Artist:
Venue:
Untitled, landscape in Reine, Lofoten, ca. 1912
Oil on canvas, 38.5 × 29 cm.
This painting is on loan from William Hakvaag.
Anna Boberg (1864 – 1935) was an artist who worked in Lofoten on a regular basis.
Visiting artists have arrived and departed in Lofoten as rhythmically as the tides. In Svolvær the “Kunstnerhus” on Svinøya has been – and remains – the most important residence for these artists, including those who participate in LIAF.
If you spend a bit of time in this house, you quickly become aware of a figure named Anna Boberg: portraits of her hang in the library and dining areas. Depicted as a kind of polar adventurer and plein air artist, she poses fully clad in sealskin attire. In one of the photographs her wideawake glance is directed toward the person apparently creating the actual portrait of Anna: one in which the white background of a sheet must have completed the illusion of her being situated within an icy wasteland.
Nevertheless, Anna did live up to this mythic, romantic image of the artist-as-adventurer. The first time she came here to Lofoten in 1901 it was by travelling on foot over the mountains all the way from Kiruna.
Her encounter with this place genuinely set her artistic output in motion, and she stayed here for extended periods in the following decades.
The painting presented as part of the LIAF exhibition was made in Reine, probably in 1912, in connection with a trip she is thought to have taken with the fishery inspector there. At this point Anna had started to employ broad strokes and thick applications of paint. She practically forms the landscape with the brush and lets the boats glide along with it as one. The foreground – here a partially snow-covered shoreline – characteristically takes up large portions of the image. It helps emphasise her own presence in the landscape, just as it makes it clearer to define where in Lofoten her pictures have been painted.

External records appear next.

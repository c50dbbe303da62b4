//! Configuration for how scans collect and report metrics.

use std::str::FromStr;
use std::sync::Arc;

use tracing::{debug, Level};

use crate::metrics::{
    DefaultMetricsContext, LoggingMetricsReporter, MetricsContext, NoopMetricsContext,
};
use crate::{Error, KernelResult};

/// Property key that turns metrics collection on or off.
pub const METRICS_ENABLED: &str = "metrics.enabled";
/// Property key for the log level [`LoggingMetricsReporter`] reports at.
pub const METRICS_REPORT_LEVEL: &str = "metrics.report-level";
/// Property key that makes reported JSON indented.
pub const METRICS_PRETTY_PRINT: &str = "metrics.pretty-print";

/// Metrics settings, built fluently or parsed from string properties.
///
/// # Example
///
/// ```
/// # use scan_report_kernel::config::MetricsConfig;
/// let config = MetricsConfig::from_properties([
///     ("metrics.enabled", "false"),
///     ("metrics.report-level", "debug"),
/// ])
/// .unwrap();
/// assert!(!config.enabled());
/// ```
#[derive(Debug, Clone, PartialEq, Eq)]
pub struct MetricsConfig {
    enabled: bool,
    report_level: Level,
    pretty: bool,
}

impl Default for MetricsConfig {
    fn default() -> Self {
        Self {
            enabled: true,
            report_level: Level::INFO,
            pretty: false,
        }
    }
}

impl MetricsConfig {
    pub fn with_enabled(mut self, enabled: bool) -> Self {
        self.enabled = enabled;
        self
    }

    pub fn with_report_level(mut self, report_level: Level) -> Self {
        self.report_level = report_level;
        self
    }

    pub fn with_pretty(mut self, pretty: bool) -> Self {
        self.pretty = pretty;
        self
    }

    pub fn enabled(&self) -> bool {
        self.enabled
    }

    pub fn report_level(&self) -> Level {
        self.report_level
    }

    pub fn pretty(&self) -> bool {
        self.pretty
    }

    /// Build a config from `(key, value)` properties, starting from the defaults. Keys other than
    /// the `metrics.*` keys defined in this module are ignored.
    pub fn from_properties<I, K, V>(properties: I) -> KernelResult<Self>
    where
        I: IntoIterator<Item = (K, V)>,
        K: AsRef<str>,
        V: AsRef<str>,
    {
        let mut config = Self::default();
        for (key, value) in properties {
            let (key, value) = (key.as_ref(), value.as_ref());
            match key {
                METRICS_ENABLED => config.enabled = parse(key, value)?,
                METRICS_REPORT_LEVEL => config.report_level = parse(key, value)?,
                METRICS_PRETTY_PRINT => config.pretty = parse(key, value)?,
                _ => debug!("Ignoring unrelated property {key}"),
            }
        }
        Ok(config)
    }

    /// The context scans should create their metrics from.
    pub fn metrics_context(&self) -> Arc<dyn MetricsContext> {
        if self.enabled {
            Arc::new(DefaultMetricsContext::new())
        } else {
            Arc::new(NoopMetricsContext)
        }
    }

    /// A reporter that logs at the configured level and layout.
    pub fn reporter(&self) -> LoggingMetricsReporter {
        LoggingMetricsReporter::new(self.report_level).with_pretty(self.pretty)
    }
}

fn parse<T: FromStr>(key: &str, value: &str) -> KernelResult<T> {
    value
        .trim()
        .to_ascii_lowercase()
        .parse()
        .map_err(|_| Error::generic(format!("Invalid value for {key}: {value}")))
}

Like other so-called “Lofoten painters”, Anna sought to communicate the nature of this place to a wider European audience. She therefore took practically all of her pictures home to Sweden. But Anna’s attachment to Lofoten created ripple effects that extended beyond conveying the landscape. The fact that her portrait hangs within the Kunstnerhus relates to her commitment towards artistic activity in Lofoten, as does the fact that it was she who had laid the cornerstone for this residence and studio space for artists.
In 1904 she had her architect-husband design a small studio hut on Svinøya near the inlet of Svolvær harbour. It was later donated to the Norwegian visual artists’ association and functioned as a residence for visiting Swedish/Norwegian artists until World War II. It was then torn down. In 1952 it was replaced with the larger artists’ residence on a hill in another part of Svinøya.
Through the guestbooks we gain an impression of what this building has meant for a multitude of visiting artists over the years, and how important the legacy of Anna Boberg remains today.